----- Data excerpts -----
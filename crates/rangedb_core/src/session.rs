//! Sessions: the unit of transactional work.
//!
//! A session runs at most one explicit transaction at a time. Operations
//! outside a transaction run as autocommit operations: reads see the latest
//! committed data and each write is wrapped in its own implicit transaction
//! that commits without a timestamp.
//!
//! A session is owned by one thread; share the [`crate::Database`] and open
//! one session per thread.

use crate::checkpoint::CheckpointInfo;
use crate::config::{
    BeginConfig, CheckpointConfig, CommitConfig, CursorConfig, DropConfig, PrepareConfig,
    RollbackConfig, SessionConfig, TableConfig, TxnTimestampConfig,
};
use crate::cursor::Cursor;
use crate::database::Engine;
use crate::error::{CoreError, CoreResult};
use crate::schema::{Key, Value};
use crate::store::{ReadView, Table, WriteOp};
use crate::truncate::{truncate, TruncateRange};
use crate::txn::{Snapshot, Transaction, TxnState, TxnWrites};
use crate::types::{Timestamp, TxnId};
use std::cell::{Cell, RefCell};
use std::sync::Arc;

/// A single-threaded handle for transactions, cursors and schema changes.
pub struct Session {
    engine: Arc<Engine>,
    config: Cell<SessionConfig>,
    txn: RefCell<Option<Transaction>>,
}

impl std::fmt::Debug for Session {
    fn fmt(&self, f: &mut std::fmt::Formatter<'_>) -> std::fmt::Result {
        f.debug_struct("Session")
            .field("config", &self.config.get())
            .field("transaction", &self.transaction_id())
            .finish_non_exhaustive()
    }
}
//! Global oldest and stable timestamps.

use crate::config::TimestampConfig;
use crate::error::{CoreError, CoreResult};
use crate::types::Timestamp;
use parking_lot::RwLock;
use serde::{Deserialize, Serialize};

/// Values of the global clocks.
#[derive(Debug, Clone, Copy, Default, PartialEq, Eq, Serialize, Deserialize)]
pub struct Clocks {
    /// Earliest timestamp readers may still ask for.
    pub oldest: Timestamp,
    /// Durability horizon.
    pub stable: Timestamp,
    /// Stable timestamp of the last checkpoint.
    pub last_checkpoint: Timestamp,
}

/// The process-wide clocks. Both only move forward and `oldest <= stable`.
#[derive(Debug, Default)]
pub struct GlobalClock {
    inner: RwLock<Clocks>,
}

impl GlobalClock {
    /// Creates clocks starting at `clocks`.
    #[must_use]
    pub fn new(clocks: Clocks) -> Self {
        Self {
            inner: RwLock::new(clocks),
        }
    }

    /// Current values.
    #[must_use]
    pub fn get(&self) -> Clocks {
        *self.inner.read()
    }

    /// Advances the clocks. Returns whether `oldest` moved.
    ///
    /// Both updates are validated together and applied only if every check
    /// passes.
    pub fn set(&self, config: &TimestampConfig) -> CoreResult<bool> {
        let mut clocks = self.inner.write();
        let oldest = config.oldest_timestamp.unwrap_or(clocks.oldest);
        let stable = config.stable_timestamp.unwrap_or(clocks.stable);

        for (name, requested, current) in [
            ("oldest", config.oldest_timestamp, clocks.oldest),
            ("stable", config.stable_timestamp, clocks.stable),
        ] {
            let Some(requested) = requested else {
                continue;
            };
            if requested.is_none() {
                return Err(CoreError::invalid_argument(format!(
                    "{name} timestamp must not be zero"
                )));
            }
            if requested < current {
                tracing::debug!(%requested, %current, "rejected {name} timestamp retreat");
                return Err(CoreError::invalid_argument(format!(
                    "{name} timestamp {requested} is older than the current {current}"
                )));
            }
        }
        if !stable.is_none() && oldest > stable {
            return Err(CoreError::invalid_argument(format!(
                "oldest timestamp {oldest} is newer than stable timestamp {stable}"
            )));
        }

        let advanced = oldest > clocks.oldest;
        clocks.oldest = oldest;
        clocks.stable = stable;
        Ok(advanced)
    }

    pub(crate) fn set_last_checkpoint(&self, ts: Timestamp) {
        self.inner.write().last_checkpoint = ts;
    }
}

#[cfg(test)]
mod tests {
    use super::*;

    fn ts(n: u64) -> Timestamp {
        Timestamp::new(n)
    }

    #[test]
    fn clocks_advance() {
        let clock = GlobalClock::default();
        assert!(clock.set(&TimestampConfig::new().oldest(ts(5)).stable(ts(10))).unwrap());
        assert!(!clock.set(&TimestampConfig::new().stable(ts(20))).unwrap());
        let clocks = clock.get();
        assert_eq!(clocks.oldest, ts(5));
        assert_eq!(clocks.stable, ts(20));
    }

    #[test]
    fn retreat_is_rejected() {
        let clock = GlobalClock::default();
        clock.set(&TimestampConfig::new().oldest(ts(5)).stable(ts(10))).unwrap();
        assert!(clock.set(&TimestampConfig::new().stable(ts(9))).is_err());
        assert!(clock.set(&TimestampConfig::new().oldest(ts(4))).is_err());
        assert_eq!(clock.get().stable, ts(10));
    }

    #[test]
    fn oldest_past_stable_is_rejected() {
        let clock = GlobalClock::default();
        clock.set(&TimestampConfig::new().stable(ts(10))).unwrap();
        let err = clock.set(&TimestampConfig::new().oldest(ts(11))).unwrap_err();
        assert!(matches!(err, CoreError::InvalidArgument { .. }));
        assert_eq!(clock.get().oldest, Timestamp::NONE);
    }

    #[test]
    fn zero_is_rejected() {
        let clock = GlobalClock::default();
        assert!(clock.set(&TimestampConfig::new().stable(Timestamp::NONE)).is_err());
    }

    #[test]
    fn same_value_is_not_a_retreat() {
        let clock = GlobalClock::default();
        clock.set(&TimestampConfig::new().oldest(ts(3)).stable(ts(3))).unwrap();
        assert!(!clock.set(&TimestampConfig::new().oldest(ts(3)).stable(ts(3))).unwrap());
    }
}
-----
▶ What to do:
Word for word, copy out the data.

▶ Solution to this exercise:
filename crates/rangedb_core/src/session.rs
//! Sessions: the unit of transactional work.
//!
//! A session runs at most one explicit transaction at a time. Operations
//! outside a transaction run as autocommit operations: reads see the latest
//! committed data and each write is wrapped in its own implicit transaction
//! that commits without a timestamp.
//!
//! A session is owned by one thread; share the [`crate::Database`] and open
//! one session per thread.

use crate::checkpoint::CheckpointInfo;
use crate::config::{
    BeginConfig, CheckpointConfig, CommitConfig, CursorConfig, DropConfig, PrepareConfig,
    RollbackConfig, SessionConfig, TableConfig, TxnTimestampConfig,
};
use crate::cursor::Cursor;
use crate::database::Engine;
use crate::error::{CoreError, CoreResult};
use crate::schema::{Key, Value};
use crate::store::{ReadView, Table, WriteOp};
use crate::truncate::{truncate, TruncateRange};
use crate::txn::{Snapshot, Transaction, TxnState, TxnWrites};
use crate::types::{Timestamp, TxnId};
use std::cell::{Cell, RefCell};
use std::sync::Arc;

/// A single-threaded handle for transactions, cursors and schema changes.
pub struct Session {
    engine: Arc<Engine>,
    config: Cell<SessionConfig>,
    txn: RefCell<Option<Transaction>>,
}

impl std::fmt::Debug for Session {
    fn fmt(&self, f: &mut std::fmt::Formatter<'_>) -> std::fmt::Result {
        f.debug_struct("Session")
            .field("config", &self.config.get())
            .field("transaction", &self.transaction_id())
            .finish_non_exhaustive()
    }
}
//! Global oldest and stable timestamps.

use crate::config::TimestampConfig;
use crate::error::{CoreError, CoreResult};
use crate::types::Timestamp;
use parking_lot::RwLock;
use serde::{Deserialize, Serialize};

/// Values of the global clocks.
#[derive(Debug, Clone, Copy, Default, PartialEq, Eq, Serialize, Deserialize)]
pub struct Clocks {
    /// Earliest timestamp readers may still ask for.
    pub oldest: Timestamp,
    /// Durability horizon.
    pub stable: Timestamp,
    /// Stable timestamp of the last checkpoint.
    pub last_checkpoint: Timestamp,
}

/// The process-wide clocks. Both only move forward and `oldest <= stable`.
#[derive(Debug, Default)]
pub struct GlobalClock {
    inner: RwLock<Clocks>,
}

impl GlobalClock {
    /// Creates clocks starting at `clocks`.
    #[must_use]
    pub fn new(clocks: Clocks) -> Self {
        Self {
            inner: RwLock::new(clocks),
        }
    }

    /// Current values.
    #[must_use]
    pub fn get(&self) -> Clocks {
        *self.inner.read()
    }

    /// Advances the clocks. Returns whether `oldest` moved.
    ///
    /// Both updates are validated together and applied only if every check
    /// passes.
    pub fn set(&self, config: &TimestampConfig) -> CoreResult<bool> {
        let mut clocks = self.inner.write();
        let oldest = config.oldest_timestamp.unwrap_or(clocks.oldest);
        let stable = config.stable_timestamp.unwrap_or(clocks.stable);

        for (name, requested, current) in [
            ("oldest", config.oldest_timestamp, clocks.oldest),
            ("stable", config.stable_timestamp, clocks.stable),
        ] {
            let Some(requested) = requested else {
                continue;
            };
            if requested.is_none() {
                return Err(CoreError::invalid_argument(format!(
                    "{name} timestamp must not be zero"
                )));
            }
            if requested < current {
                tracing::debug!(%requested, %current, "rejected {name} timestamp retreat");
                return Err(CoreError::invalid_argument(format!(
                    "{name} timestamp {requested} is older than the current {current}"
                )));
            }
        }
        if !stable.is_none() && oldest > stable {
            return Err(CoreError::invalid_argument(format!(
                "oldest timestamp {oldest} is newer than stable timestamp {stable}"
            )));
        }

        let advanced = oldest > clocks.oldest;
        clocks.oldest = oldest;
        clocks.stable = stable;
        Ok(advanced)
    }

    pub(crate) fn set_last_checkpoint(&self, ts: Timestamp) {
        self.inner.write().last_checkpoint = ts;
    }
}

#[cfg(test)]
mod tests {
    use super::*;

    fn ts(n: u64) -> Timestamp {
        Timestamp::new(n)
    }

    #[test]
    fn clocks_advance() {
        let clock = GlobalClock::default();
        assert!(clock.set(&TimestampConfig::new().oldest(ts(5)).stable(ts(10))).unwrap());
        assert!(!clock.set(&TimestampConfig::new().stable(ts(20))).unwrap());
        let clocks = clock.get();
        assert_eq!(clocks.oldest, ts(5));
        assert_eq!(clocks.stable, ts(20));
    }

    #[test]
    fn retreat_is_rejected() {
        let clock = GlobalClock::default();
        clock.set(&TimestampConfig::new().oldest(ts(5)).stable(ts(10))).unwrap();
        assert!(clock.set(&TimestampConfig::new().stable(ts(9))).is_err());
        assert!(clock.set(&TimestampConfig::new().oldest(ts(4))).is_err());
        assert_eq!(clock.get().stable, ts(10));
    }

    #[test]
    fn oldest_past_stable_is_rejected() {
        let clock = GlobalClock::default();
        clock.set(&TimestampConfig::new().stable(ts(10))).unwrap();
        let err = clock.set(&TimestampConfig::new().oldest(ts(11))).unwrap_err();
        assert!(matches!(err, CoreError::InvalidArgument { .. }));
        assert_eq!(clock.get().oldest, Timestamp::NONE);
    }

    #[test]
    fn zero_is_rejected() {
        let clock = GlobalClock::default();
        assert!(clock.set(&TimestampConfig::new().stable(Timestamp::NONE)).is_err());
    }

    #[test]
    fn same_value_is_not_a_retreat() {
        let clock = GlobalClock::default();
        clock.set(&TimestampConfig::new().oldest(ts(3)).stable(ts(3))).unwrap();
        assert!(!clock.set(&TimestampConfig::new().oldest(ts(3)).stable(ts(3))).unwrap());
    }
}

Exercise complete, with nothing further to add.